I’m not so sure. My understanding
is that there are no happy lives, only happy moments. Those moments seem to be the byproduct of right living. A life dedicated fulltime
to achieving happiness is likely to be filled with respites of pleasure, long
stretches of disappointment and much unhappiness for others, like second-hand
smoke. Some people, like spoiled children, confuse happiness with getting their own
way. Most of us will never learn what’s best for us and others. You can see the very
human fallacy built into that effort: demands can only grow more insistent.
In an 1895 entry in The
Journal of Jules Renard (ed. and trans. By Louise Bogan and Elizabeth
Roget, 1964,) Renard writes: “I desire nothing from the past. I do not count on
the future. The present is enough for me. I am a happy man, for I have
renounced happiness.” Hard to say just how tongue-in-cheek that passage is intended.

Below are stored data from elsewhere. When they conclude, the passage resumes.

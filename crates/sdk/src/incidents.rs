//! Incident monitoring: CrowdScore, behaviors, and incident actions.

use falcon_api::FalconClient;
use falcon_types::{CallArgs, DispatchError, Params, ResultEnvelope};
use serde_json::Value;

use crate::dispatch::dispatch;

/// Operations on incidents and detection behaviors.
#[derive(Debug, Clone)]
pub struct Incidents {
    client: FalconClient,
}

impl Incidents {
    /// Creates the façade over a configured client.
    pub fn new(client: FalconClient) -> Self {
        Self { client }
    }

    /// Query environment-wide CrowdScore and return the entity data.
    pub async fn crowdscore(
        &self,
        parameters: Option<Params>,
    ) -> Result<ResultEnvelope, DispatchError> {
        dispatch(&self.client, "CrowdScore", CallArgs::parameters(parameters)).await
    }

    /// Get details on behaviors by providing behavior IDs in the body.
    pub async fn get_behaviors(&self, body: Value) -> Result<ResultEnvelope, DispatchError> {
        dispatch(&self.client, "GetBehaviors", CallArgs::new().with_json(body)).await
    }

    /// Perform a set of actions on one or more incidents, such as adding
    /// tags or changing status.
    pub async fn perform_incident_action(
        &self,
        body: Value,
    ) -> Result<ResultEnvelope, DispatchError> {
        dispatch(
            &self.client,
            "PerformIncidentAction",
            CallArgs::new().with_json(body),
        )
        .await
    }

    /// Get details on incidents by providing incident IDs in the body.
    pub async fn get_incidents(&self, body: Value) -> Result<ResultEnvelope, DispatchError> {
        dispatch(&self.client, "GetIncidents", CallArgs::new().with_json(body)).await
    }

    /// Search for behaviors by providing an FQL filter, sorting, and paging
    /// details.
    pub async fn query_behaviors(
        &self,
        parameters: Option<Params>,
    ) -> Result<ResultEnvelope, DispatchError> {
        dispatch(
            &self.client,
            "QueryBehaviors",
            CallArgs::parameters(parameters),
        )
        .await
    }

    /// Search for incidents by providing an FQL filter, sorting, and paging
    /// details.
    pub async fn query_incidents(
        &self,
        parameters: Option<Params>,
    ) -> Result<ResultEnvelope, DispatchError> {
        dispatch(
            &self.client,
            "QueryIncidents",
            CallArgs::parameters(parameters),
        )
        .await
    }
}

Renard was a master ironist. He always impresses me as a realist, a rejector of
pie-in-the-sky grandiosities. Bogan writes in her preface:
“Renard’s passion for
factual truth and stylistic exactitude, once formed, remained central to his
work throughout his career. This preoccupation never hardened into obsession;
one of the great pleasures of reading Renard is the certainty, soon felt by the
reader, that nothing is being put down in meanness or malice.”
Renard died on this date,
May 22, in 1910, exactly one year after writing the aphorism-like entry at the
top in his journal. He was forty-six years old.
[The quote at the top
comes from Renard’s Journal 1887-1910 (trans. Theo Cuffe, selected and
introduced by Julian Barnes, riverrun, 2020).]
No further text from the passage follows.